* The records:
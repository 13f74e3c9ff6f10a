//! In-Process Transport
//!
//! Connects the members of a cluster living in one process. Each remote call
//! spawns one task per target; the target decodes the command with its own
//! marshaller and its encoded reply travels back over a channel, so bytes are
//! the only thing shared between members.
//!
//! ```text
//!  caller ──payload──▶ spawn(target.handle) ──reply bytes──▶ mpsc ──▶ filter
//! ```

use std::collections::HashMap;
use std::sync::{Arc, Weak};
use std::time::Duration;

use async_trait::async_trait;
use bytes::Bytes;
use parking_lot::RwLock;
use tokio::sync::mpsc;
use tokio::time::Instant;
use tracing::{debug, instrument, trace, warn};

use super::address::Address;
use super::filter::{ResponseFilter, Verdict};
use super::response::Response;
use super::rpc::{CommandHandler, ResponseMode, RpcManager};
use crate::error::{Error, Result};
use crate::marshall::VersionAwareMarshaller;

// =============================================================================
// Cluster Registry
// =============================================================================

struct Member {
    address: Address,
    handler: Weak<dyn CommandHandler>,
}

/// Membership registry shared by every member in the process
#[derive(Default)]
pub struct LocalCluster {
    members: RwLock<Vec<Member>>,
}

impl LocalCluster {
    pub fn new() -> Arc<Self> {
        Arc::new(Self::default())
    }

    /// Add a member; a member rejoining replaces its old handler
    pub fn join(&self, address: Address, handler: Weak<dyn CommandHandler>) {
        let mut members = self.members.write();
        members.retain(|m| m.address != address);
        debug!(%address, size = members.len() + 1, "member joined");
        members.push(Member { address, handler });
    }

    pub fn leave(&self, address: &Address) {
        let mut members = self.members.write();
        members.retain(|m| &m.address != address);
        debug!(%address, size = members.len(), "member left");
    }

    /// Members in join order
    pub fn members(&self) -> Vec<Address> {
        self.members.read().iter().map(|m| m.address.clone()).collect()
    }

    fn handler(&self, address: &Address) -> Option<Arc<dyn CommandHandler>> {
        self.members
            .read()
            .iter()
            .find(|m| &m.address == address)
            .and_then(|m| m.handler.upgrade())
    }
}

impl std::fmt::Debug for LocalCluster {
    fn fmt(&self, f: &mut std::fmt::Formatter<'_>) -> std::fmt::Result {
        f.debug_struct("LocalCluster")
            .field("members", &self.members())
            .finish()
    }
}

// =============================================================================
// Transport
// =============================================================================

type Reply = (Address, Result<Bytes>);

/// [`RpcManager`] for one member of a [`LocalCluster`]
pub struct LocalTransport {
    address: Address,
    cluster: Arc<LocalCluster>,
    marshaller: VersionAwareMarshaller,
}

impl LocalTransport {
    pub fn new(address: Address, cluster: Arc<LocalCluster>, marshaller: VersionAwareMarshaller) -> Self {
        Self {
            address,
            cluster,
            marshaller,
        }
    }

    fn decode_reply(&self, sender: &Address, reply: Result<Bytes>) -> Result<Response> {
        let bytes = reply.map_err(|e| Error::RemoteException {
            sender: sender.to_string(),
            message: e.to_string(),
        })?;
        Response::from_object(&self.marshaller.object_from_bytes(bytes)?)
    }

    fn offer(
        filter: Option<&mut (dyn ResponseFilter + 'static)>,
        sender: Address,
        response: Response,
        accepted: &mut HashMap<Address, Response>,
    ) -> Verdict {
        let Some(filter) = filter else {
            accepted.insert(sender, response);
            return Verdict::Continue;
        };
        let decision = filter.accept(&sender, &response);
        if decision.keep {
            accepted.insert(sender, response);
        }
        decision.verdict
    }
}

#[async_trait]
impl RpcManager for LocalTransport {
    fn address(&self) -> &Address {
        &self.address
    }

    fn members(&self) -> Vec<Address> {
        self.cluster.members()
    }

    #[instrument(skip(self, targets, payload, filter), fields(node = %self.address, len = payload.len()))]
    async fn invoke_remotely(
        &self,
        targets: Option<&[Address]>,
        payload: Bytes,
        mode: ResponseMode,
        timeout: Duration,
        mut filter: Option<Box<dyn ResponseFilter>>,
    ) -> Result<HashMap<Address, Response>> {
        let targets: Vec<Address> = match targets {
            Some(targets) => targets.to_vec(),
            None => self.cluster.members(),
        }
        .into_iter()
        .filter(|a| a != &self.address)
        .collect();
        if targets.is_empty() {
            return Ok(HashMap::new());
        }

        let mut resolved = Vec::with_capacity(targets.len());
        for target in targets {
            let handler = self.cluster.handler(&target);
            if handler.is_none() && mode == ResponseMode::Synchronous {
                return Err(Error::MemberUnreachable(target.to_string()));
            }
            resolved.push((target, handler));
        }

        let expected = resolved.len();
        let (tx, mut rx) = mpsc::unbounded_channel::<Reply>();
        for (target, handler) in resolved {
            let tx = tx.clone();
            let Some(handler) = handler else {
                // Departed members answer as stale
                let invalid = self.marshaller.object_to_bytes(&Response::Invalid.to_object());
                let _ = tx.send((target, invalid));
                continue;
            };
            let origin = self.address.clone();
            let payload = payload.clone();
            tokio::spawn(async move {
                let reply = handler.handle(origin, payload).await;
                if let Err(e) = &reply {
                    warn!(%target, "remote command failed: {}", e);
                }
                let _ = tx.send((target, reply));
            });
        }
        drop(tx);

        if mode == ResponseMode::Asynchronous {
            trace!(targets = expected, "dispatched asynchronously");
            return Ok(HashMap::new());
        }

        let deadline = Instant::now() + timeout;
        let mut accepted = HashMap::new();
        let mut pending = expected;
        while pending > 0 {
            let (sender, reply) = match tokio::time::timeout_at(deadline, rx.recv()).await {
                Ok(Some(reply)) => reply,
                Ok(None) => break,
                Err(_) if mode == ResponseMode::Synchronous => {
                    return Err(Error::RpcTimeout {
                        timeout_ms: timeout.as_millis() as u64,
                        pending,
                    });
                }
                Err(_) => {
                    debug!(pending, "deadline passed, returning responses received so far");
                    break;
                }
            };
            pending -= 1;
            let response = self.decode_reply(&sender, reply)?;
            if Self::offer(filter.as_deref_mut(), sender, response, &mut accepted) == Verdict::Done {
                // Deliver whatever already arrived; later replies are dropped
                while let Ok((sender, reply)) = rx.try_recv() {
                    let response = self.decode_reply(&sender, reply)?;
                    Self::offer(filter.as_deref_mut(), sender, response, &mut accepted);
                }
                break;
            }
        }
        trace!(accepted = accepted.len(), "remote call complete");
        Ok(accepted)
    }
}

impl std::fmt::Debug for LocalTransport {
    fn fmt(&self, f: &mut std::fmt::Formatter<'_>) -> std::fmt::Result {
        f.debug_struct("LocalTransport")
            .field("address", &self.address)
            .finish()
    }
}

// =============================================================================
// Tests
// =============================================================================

---

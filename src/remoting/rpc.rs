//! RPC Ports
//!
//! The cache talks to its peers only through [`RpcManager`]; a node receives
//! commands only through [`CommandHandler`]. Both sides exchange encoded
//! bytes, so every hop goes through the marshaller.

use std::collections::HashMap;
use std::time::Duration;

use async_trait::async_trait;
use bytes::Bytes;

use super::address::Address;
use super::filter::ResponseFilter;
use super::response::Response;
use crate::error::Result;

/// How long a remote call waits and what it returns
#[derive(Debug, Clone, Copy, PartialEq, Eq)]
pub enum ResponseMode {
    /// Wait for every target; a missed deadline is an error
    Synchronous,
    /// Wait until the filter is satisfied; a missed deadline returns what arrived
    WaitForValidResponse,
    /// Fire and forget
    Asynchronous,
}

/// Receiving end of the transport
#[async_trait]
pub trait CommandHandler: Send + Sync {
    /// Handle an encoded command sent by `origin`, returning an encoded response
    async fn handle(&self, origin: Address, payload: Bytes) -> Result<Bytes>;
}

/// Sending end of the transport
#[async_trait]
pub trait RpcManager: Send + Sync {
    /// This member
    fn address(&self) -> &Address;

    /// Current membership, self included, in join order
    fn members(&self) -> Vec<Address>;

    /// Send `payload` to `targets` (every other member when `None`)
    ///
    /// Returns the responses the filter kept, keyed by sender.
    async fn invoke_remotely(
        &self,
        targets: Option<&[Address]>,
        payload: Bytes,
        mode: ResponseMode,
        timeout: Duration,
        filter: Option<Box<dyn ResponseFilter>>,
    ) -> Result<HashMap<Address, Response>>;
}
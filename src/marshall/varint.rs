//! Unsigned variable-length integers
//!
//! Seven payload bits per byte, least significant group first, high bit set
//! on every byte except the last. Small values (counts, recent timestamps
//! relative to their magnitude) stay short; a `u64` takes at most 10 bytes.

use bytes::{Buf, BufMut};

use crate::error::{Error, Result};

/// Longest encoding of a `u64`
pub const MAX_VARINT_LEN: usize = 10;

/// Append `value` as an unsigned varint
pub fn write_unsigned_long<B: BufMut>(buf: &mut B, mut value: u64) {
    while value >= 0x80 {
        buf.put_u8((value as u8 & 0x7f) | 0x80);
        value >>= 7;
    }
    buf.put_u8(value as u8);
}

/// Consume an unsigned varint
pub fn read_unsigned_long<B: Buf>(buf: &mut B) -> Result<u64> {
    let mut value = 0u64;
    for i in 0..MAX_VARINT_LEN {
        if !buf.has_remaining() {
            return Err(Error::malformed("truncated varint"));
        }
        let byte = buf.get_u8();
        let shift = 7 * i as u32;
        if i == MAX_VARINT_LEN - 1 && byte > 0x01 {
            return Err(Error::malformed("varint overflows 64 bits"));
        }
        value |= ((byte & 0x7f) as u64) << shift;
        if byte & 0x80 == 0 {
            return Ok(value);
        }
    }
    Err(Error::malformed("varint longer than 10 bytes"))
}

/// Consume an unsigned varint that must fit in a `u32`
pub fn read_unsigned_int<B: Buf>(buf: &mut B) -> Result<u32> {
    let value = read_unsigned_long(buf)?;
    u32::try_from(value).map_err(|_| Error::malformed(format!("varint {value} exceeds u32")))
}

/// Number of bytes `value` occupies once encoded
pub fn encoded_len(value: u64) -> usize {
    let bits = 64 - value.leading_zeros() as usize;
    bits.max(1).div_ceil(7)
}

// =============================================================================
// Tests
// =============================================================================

* Work instructions: Which lines of the data above contain "VersionAwareMarshaller"? Copy each one.

* Finished task:
use crate::marshall::VersionAwareMarshaller;
    marshaller: VersionAwareMarshaller,
    pub fn new(address: Address, cluster: Arc<LocalCluster>, marshaller: VersionAwareMarshaller) -> Self {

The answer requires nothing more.